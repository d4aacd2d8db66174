use crate::{
    handlers::{self, App},
    proxy,
};
use hyper::{header, Body, Method, Request, Response, StatusCode};
use std::sync::Arc;

/// Dispatches the provider's HTTP surface.
///
/// Paths are matched on their segments; the function name for scale, read,
/// and invoke is the segment following the route prefix.
pub(crate) async fn handle(app: Arc<App>, request: Request<Body>) -> Response<Body> {
    let method = request.method().clone();
    let path = request.uri().path().to_owned();
    let segments: Vec<&str> = path.split('/').filter(|s| !s.is_empty()).collect();

    if segments.first() == Some(&"system") {
        if let Some(auth) = &app.basic_auth {
            if !auth.matches(request.headers().get(header::AUTHORIZATION)) {
                return Response::builder()
                    .status(StatusCode::UNAUTHORIZED)
                    .header(header::WWW_AUTHENTICATE, "Basic realm=\"faas-nomad\"")
                    .body(Body::default())
                    .unwrap();
            }
        }
    }

    match (method, segments.as_slice()) {
        (Method::GET, ["healthz"]) => handlers::text_response(StatusCode::OK, "OK"),

        (Method::POST, ["system", "functions"]) | (Method::PUT, ["system", "functions"]) => {
            handlers::deploy::handle(&app, request).await
        }
        (Method::DELETE, ["system", "functions"]) => handlers::delete::handle(&app, request).await,
        (Method::GET, ["system", "functions"]) => handlers::list::handle(&app).await,

        (Method::POST, ["system", "scale-function", name]) => {
            handlers::scale::handle(&app, name, request).await
        }
        (Method::GET, ["system", "function", name]) => handlers::read::handle(&app, name).await,
        (Method::GET, ["system", "info"]) => handlers::info::handle(&app),
        (_, ["system", "secrets"]) => handlers::secrets::handle(&app, request).await,

        (_, ["function", name, ..]) => proxy::invoke(&app, name, request).await,
        (_, ["function"]) => handlers::text_response(StatusCode::BAD_REQUEST, "no function name"),

        _ => handlers::empty_response(StatusCode::NOT_FOUND),
    }
}
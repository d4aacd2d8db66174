//! TLS material for the orchestrator connection.

use hyper::client::HttpConnector;
use hyper_rustls::HttpsConnector;
use rustls::{Certificate, ClientConfig, PrivateKey, RootCertStore};
use std::{path::PathBuf, sync::Arc, time::SystemTime};
use thiserror::Error;

/// Optional CA / client-certificate configuration for the Nomad API.
///
/// With no fields set the connector trusts the platform store and sends no
/// client certificate.
#[derive(Clone, Debug, Default)]
pub struct TlsSettings {
    pub ca: Option<PathBuf>,
    pub cert: Option<PathBuf>,
    pub key: Option<PathBuf>,
    pub skip_verify: bool,
}

#[derive(Debug, Error)]
pub enum TlsError {
    #[error("failed to read TLS material: {0}")]
    Io(#[from] std::io::Error),

    #[error("invalid TLS material: {0}")]
    Tls(#[from] rustls::Error),

    #[error("no private key found in {0}")]
    MissingKey(String),
}

// === impl TlsSettings ===

impl TlsSettings {
    pub fn connector(&self) -> Result<HttpsConnector<HttpConnector>, TlsError> {
        if self.is_default() {
            return Ok(hyper_rustls::HttpsConnectorBuilder::new()
                .with_native_roots()
                .https_or_http()
                .enable_http1()
                .build());
        }

        let mut roots = RootCertStore::empty();
        if let Some(ca) = &self.ca {
            let pem = std::fs::read(ca)?;
            for der in rustls_pemfile::certs(&mut &pem[..])? {
                roots.add(&Certificate(der))?;
            }
        }

        let builder = ClientConfig::builder()
            .with_safe_defaults()
            .with_root_certificates(roots);
        let mut config = match (&self.cert, &self.key) {
            (Some(cert), Some(key)) => {
                let pem = std::fs::read(cert)?;
                let certs = rustls_pemfile::certs(&mut &pem[..])?
                    .into_iter()
                    .map(Certificate)
                    .collect();
                builder.with_client_auth_cert(certs, load_key(key)?)?
            }
            _ => builder.with_no_client_auth(),
        };

        if self.skip_verify {
            config
                .dangerous()
                .set_certificate_verifier(Arc::new(AcceptAnyCert));
        }

        Ok(hyper_rustls::HttpsConnectorBuilder::new()
            .with_tls_config(config)
            .https_or_http()
            .enable_http1()
            .build())
    }

    fn is_default(&self) -> bool {
        self.ca.is_none() && self.cert.is_none() && self.key.is_none() && !self.skip_verify
    }
}

fn load_key(path: &PathBuf) -> Result<PrivateKey, TlsError> {
    let pem = std::fs::read(path)?;
    if let Some(key) = rustls_pemfile::pkcs8_private_keys(&mut &pem[..])?.into_iter().next() {
        return Ok(PrivateKey(key));
    }
    rustls_pemfile::rsa_private_keys(&mut &pem[..])?
        .into_iter()
        .next()
        .map(PrivateKey)
        .ok_or_else(|| TlsError::MissingKey(path.display().to_string()))
}

struct AcceptAnyCert;

impl rustls::client::ServerCertVerifier for AcceptAnyCert {
    fn verify_server_cert(
        &self,
        _end_entity: &Certificate,
        _intermediates: &[Certificate],
        _server_name: &rustls::ServerName,
        _scts: &mut dyn Iterator<Item = &[u8]>,
        _ocsp_response: &[u8],
        _now: SystemTime,
    ) -> Result<rustls::client::ServerCertVerified, rustls::Error> {
        Ok(rustls::client::ServerCertVerified::assertion())
    }
}
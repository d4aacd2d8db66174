use super::{empty_response, json_response, text_response, App};
use crate::vault::VaultClient;
use faas_provider_core::SecretRequest;
use hyper::{Body, Method, Request, Response, StatusCode};
use std::sync::Arc;
use tracing::error;

/// Method switch over the secret store passthrough.
///
/// The store's 204 responses map to 201 for create and 200 for update and
/// delete; listing flattens the store's key list into `[{name}, ...]`.
pub(crate) async fn handle(app: &App, request: Request<Body>) -> Response<Body> {
    app.stats.incr("secrets.called", &[]);

    let Some(vault) = app.vault.clone() else {
        return text_response(
            StatusCode::INTERNAL_SERVER_ERROR,
            "secret store is not configured",
        );
    };

    match *request.method() {
        Method::GET => list(&vault).await,
        Method::POST => write(&vault, request, StatusCode::CREATED).await,
        Method::PUT => write(&vault, request, StatusCode::OK).await,
        Method::DELETE => remove(&vault, request).await,
        _ => empty_response(StatusCode::BAD_REQUEST),
    }
}

async fn list(vault: &Arc<VaultClient>) -> Response<Body> {
    match vault.list_secrets().await {
        Ok(names) => {
            let secrets: Vec<SecretRequest> = names
                .into_iter()
                .map(|name| SecretRequest { name, value: None })
                .collect();
            json_response(StatusCode::OK, &secrets)
        }
        Err(error) => {
            error!(%error, "failed to list secrets");
            text_response(StatusCode::INTERNAL_SERVER_ERROR, &error.to_string())
        }
    }
}

async fn write(
    vault: &Arc<VaultClient>,
    request: Request<Body>,
    success: StatusCode,
) -> Response<Body> {
    let Some(secret) = decode(request).await else {
        return empty_response(StatusCode::BAD_REQUEST);
    };
    match vault
        .write_secret(&secret.name, secret.value.as_deref().unwrap_or_default())
        .await
    {
        Ok(()) => empty_response(success),
        Err(error) => {
            error!(secret = %secret.name, %error, "failed to write secret");
            text_response(StatusCode::INTERNAL_SERVER_ERROR, &error.to_string())
        }
    }
}

async fn remove(vault: &Arc<VaultClient>, request: Request<Body>) -> Response<Body> {
    let Some(secret) = decode(request).await else {
        return empty_response(StatusCode::BAD_REQUEST);
    };
    match vault.delete_secret(&secret.name).await {
        Ok(()) => empty_response(StatusCode::OK),
        Err(error) => {
            error!(secret = %secret.name, %error, "failed to delete secret");
            text_response(StatusCode::INTERNAL_SERVER_ERROR, &error.to_string())
        }
    }
}

async fn decode(request: Request<Body>) -> Option<SecretRequest> {
    let body = hyper::body::to_bytes(request.into_body()).await.ok()?;
    serde_json::from_slice::<SecretRequest>(&body)
        .ok()
        .filter(|secret| !secret.name.is_empty())
}
fn build_task(request: &FunctionDeployment, config: &TranslateConfig) -> Task {
    let mut docker = BTreeMap::new();
    docker.insert("image".to_string(), ConfigValue::from(request.image.clone()));
    docker.insert(
        "port_map".to_string(),
        ConfigValue::List(vec![ConfigValue::Map(
            Some((HTTP_PORT_LABEL.to_string(), ConfigValue::from(CONTAINER_PORT)))
                .into_iter()
                .collect(),
        )]),
    );
    docker.insert(
        "dns_servers".to_string(),
        ConfigValue::List(dns_servers(request, config)),
    );

    // Caller-supplied labels keep their list-of-singleton-maps shape.
    if let Some(labels) = &request.labels {
        docker.insert(
            "labels".to_string(),
            ConfigValue::List(
                labels
                    .iter()
                    .map(|(k, v)| {
                        ConfigValue::Map(
                            Some((k.clone(), ConfigValue::from(v.clone())))
                                .into_iter()
                                .collect(),
                        )
                    })
                    .collect(),
            ),
        );
    }

    if let Some(auth) = request.registry_auth.as_deref().and_then(docker_auth) {
        docker.insert("auth".to_string(), auth);
    }

    let secrets = request.secrets.as_deref().unwrap_or_default();
    let mut templates = Vec::with_capacity(secrets.len());
    let mut volumes = Vec::with_capacity(secrets.len());
    for secret in secrets {
        templates.push(Template {
            embedded_tmpl: format!(
                "{{{{with secret \"{}/{}\"}}}}{{{{.Data.value}}}}{{{{end}}}}",
                config.vault_secret_path_prefix, secret
            ),
            dest_path: format!("secrets/{secret}"),
        });
        volumes.push(ConfigValue::from(format!(
            "secrets/{secret}:/var/openfaas/secrets/{secret}"
        )));
    }
    if !volumes.is_empty() {
        docker.insert("volumes".to_string(), ConfigValue::List(volumes));
    }

    let mut env = request.env_vars.clone().unwrap_or_default();
    if let Some(process) = &request.env_process {
        if !process.is_empty() {
            env.insert("fprocess".to_string(), process.clone());
        }
    }

    let limits = request.limits.as_ref();
    Task {
        name: request.service.clone(),
        driver: "docker".to_string(),
        config: docker,
        env,
        resources: Some(Resources {
            cpu: parse_limit(limits.and_then(|l| l.cpu.as_deref()), DEFAULT_MILLI_CPU),
            memory_mb: parse_limit(limits.and_then(|l| l.memory.as_deref()), DEFAULT_MEMORY_MB),
            networks: vec![NetworkResource {
                m_bits: 1,
                dynamic_ports: vec![Port {
                    label: HTTP_PORT_LABEL.to_string(),
                    value: 0,
                }],
            }],
        }),
        services: vec![Service {
            name: request.service.clone(),
            port_label: HTTP_PORT_LABEL.to_string(),
        }],
        templates,
        vault: if secrets.is_empty() {
            None
        } else {
            Some(VaultStanza {
                policies: vec![config.vault_default_policy.clone()],
            })
        },
    }
}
────────────────────
Problem statement = Everything from the line with "let mut env" to the end of the listing above needs to be duplicated exactly, both end lines included, with nothing more.

Solution to this problem =
    let mut env = request.env_vars.clone().unwrap_or_default();
    if let Some(process) = &request.env_process {
        if !process.is_empty() {
            env.insert("fprocess".to_string(), process.clone());
        }
    }

    let limits = request.limits.as_ref();
    Task {
        name: request.service.clone(),
        driver: "docker".to_string(),
        config: docker,
        env,
        resources: Some(Resources {
            cpu: parse_limit(limits.and_then(|l| l.cpu.as_deref()), DEFAULT_MILLI_CPU),
            memory_mb: parse_limit(limits.and_then(|l| l.memory.as_deref()), DEFAULT_MEMORY_MB),
            networks: vec![NetworkResource {
                m_bits: 1,
                dynamic_ports: vec![Port {
                    label: HTTP_PORT_LABEL.to_string(),
                    value: 0,
                }],
            }],
        }),
        services: vec![Service {
            name: request.service.clone(),
            port_label: HTTP_PORT_LABEL.to_string(),
        }],
        templates,
        vault: if secrets.is_empty() {
            None
        } else {
            Some(VaultStanza {
                policies: vec![config.vault_default_policy.clone()],
            })
        },
    }
}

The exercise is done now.